Procon monitora redes sociais para coibir aumento de preços em postos de combustíveis em Divinópolis

Um estabelecimento da cidade foi notificado após aumentar o etanol de R$ 3,05 para R$ 3,89. Medida também vale para supermercados. De acordo com o Procon, elevar o preço do combustível sem justificativa é uma prática abusiva Marcelo Brandt/G1 O Procon de Divinópolis informou nesta terça-feira (29) que está monitorando as redes sociais da cidade com o objetivo de identificar possíveis supermercados e postos de combustíveis que estejam elevando os preços de produtos, devido ao efeito de desabastecimento em razão da paralisação dos caminhoneiros que completou nove dias. - Siga a paralisação em tempo real O artigo 39º do Código de Defesa do Consumidor aponta que é vedado ao fornecedor exigir do consumidor vantagem excessivamente onerosa.
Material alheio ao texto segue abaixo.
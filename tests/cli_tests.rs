//! Acceptance tests for the compiled `exam-sprint` binary.
//!
//! Each test points the binary at its own data directory through
//! `EXAM_SPRINT_HOME`, so no daemon or user files are touched.

use std::path::Path;

use assert_cmd::Command;
use chrono::Utc;
use predicates::prelude::*;
use tempfile::TempDir;

use exam_sprint::paths::{AppPaths, HOME_ENV};
use exam_sprint::store::{JsonHistoryStore, SessionHistoryStore};
use exam_sprint::types::{SessionKind, SessionRecord};

fn exam_sprint(home: &Path) -> Command {
    let mut cmd = Command::cargo_bin("exam-sprint").unwrap();
    cmd.env(HOME_ENV, home).env_remove("RUST_LOG");
    cmd
}

fn seed_history(home: &Path) {
    let paths = AppPaths::at(home);
    let mut store = JsonHistoryStore::open(paths.sessions()).unwrap();
    let now = Utc::now();

    let mut focus = SessionRecord::begin(
        SessionKind::Focus,
        25,
        Some("thermodynamics".to_string()),
        now,
    );
    focus.finish(now, true);
    store.append(focus).unwrap();

    let mut rest = SessionRecord::begin(SessionKind::ShortBreak, 5, None, now);
    rest.finish(now, true);
    store.append(rest).unwrap();
}

#[test]
fn test_help_lists_commands() {
    let home = TempDir::new().unwrap();

    exam_sprint(home.path())
        .arg("--help")
        .assert()
        .success()
        .stdout(predicate::str::contains("start"))
        .stdout(predicate::str::contains("history"))
        .stdout(predicate::str::contains("daemon"));
}

#[test]
fn test_settings_show_defaults() {
    let home = TempDir::new().unwrap();

    exam_sprint(home.path())
        .args(["settings", "show"])
        .assert()
        .success()
        .stdout(predicate::str::contains("集中時間: 25 分"))
        .stdout(predicate::str::contains("長い休憩までの集中回数: 4 回"));
}

#[test]
fn test_settings_set_persists() {
    let home = TempDir::new().unwrap();

    exam_sprint(home.path())
        .args(["settings", "set", "--focus", "50", "--long-break", "20"])
        .assert()
        .success()
        .stdout(predicate::str::contains("集中時間: 50 分"));

    exam_sprint(home.path())
        .arg("settings")
        .assert()
        .success()
        .stdout(predicate::str::contains("集中時間: 50 分"))
        .stdout(predicate::str::contains("長い休憩: 20 分"))
        .stdout(predicate::str::contains("短い休憩: 5 分"));

    assert!(AppPaths::at(home.path()).settings().exists());
}

#[test]
fn test_settings_set_rejects_out_of_range() {
    let home = TempDir::new().unwrap();

    exam_sprint(home.path())
        .args(["settings", "set", "--focus", "0"])
        .assert()
        .failure();

    assert!(!AppPaths::at(home.path()).settings().exists());
}

#[test]
fn test_settings_set_without_values_fails() {
    let home = TempDir::new().unwrap();

    exam_sprint(home.path())
        .args(["settings", "set"])
        .assert()
        .failure()
        .stderr(predicate::str::contains("エラー:"));
}

#[test]
fn test_history_empty_day() {
    let home = TempDir::new().unwrap();

    exam_sprint(home.path())
        .args(["history", "--date", "2020-01-01"])
        .assert()
        .success()
        .stdout(predicate::str::contains("2020-01-01 のセッション"))
        .stdout(predicate::str::contains("記録はありません"));
}

#[test]
fn test_history_lists_today() {
    let home = TempDir::new().unwrap();
    seed_history(home.path());

    exam_sprint(home.path())
        .arg("history")
        .assert()
        .success()
        .stdout(predicate::str::contains("[thermodynamics]"))
        .stdout(predicate::str::contains("短い休憩"))
        .stdout(predicate::str::contains("集中: 1 回 / 25 分"));
}

#[test]
fn test_unknown_kind_is_rejected() {
    let home = TempDir::new().unwrap();

    exam_sprint(home.path())
        .args(["kind", "nap"])
        .assert()
        .failure();
}

#[test]
fn test_status_without_daemon_fails() {
    let home = TempDir::new().unwrap();

    exam_sprint(home.path())
        .arg("status")
        .assert()
        .failure()
        .stderr(predicate::str::contains("デーモンに接続できません"));
}

#[test]
fn test_completions_bash() {
    let home = TempDir::new().unwrap();

    exam_sprint(home.path())
        .args(["completions", "bash"])
        .assert()
        .success()
        .stdout(predicate::str::contains("exam-sprint"));
}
Sendo assim, os estabelecimentos que fizerem esta prática poderão ser notificados e multados pelo Procon. “A legislação consumerista, que tem sua regulamentação no Código do Consumidor, tem um parâmetro de multa que vai de R$ 200 a R$ 10 milhões”, informou o diretor do Procon, Ulisses Damas. Ainda de acordo com Ulisses, neste momento em que a greve dos caminhoneiros impacta vários setores é importante que os consumidores fiquem atentos aos preços. Em casos suspeitos de preços abusivos a orientação é que o estabelecimento seja denunciado aos órgãos de proteção ao consumidor. Posto de combustível Através de postagens em redes socais, a gerência do Procon fiscalizou nesta segunda-feira (28) um posto de combustíveis da cidade e constatou que o proprietário elevou o preço do etanol de R$ 3,05 para R$ 3,89. “Fizemos a notificação para que esse posto, dentro do prazo de 10 dias, nos apresente comprovantes que justifiquem o valor que foi cobrado”, explicou Ulisses. Limite de vendas A Promotoria de Justiça e Defesa do Cidadão do Ministério Público Estadual (MPMG), em Divinópolis, emitiu nesta segunda-feira (28) uma recomendação aos proprietários de postos de combustíveis da cidade, e a todos os fornecedores varejistas, atacadistas e atacarejos de alimentos, para que limitem o quantitativo de vendas quando o abastecimento for regularizado. O MP ainda advertiu na recomendação que o comércio em geral evite aplicar aumentos abusivos de preços durante o período de desabastecimento. Conforme o órgão, esse tipo de reajuste constitui infração da ordem econômica, podendo os autores responderem civil, administrativa e criminalmente, além do risco de interdição dos estabelecimentos.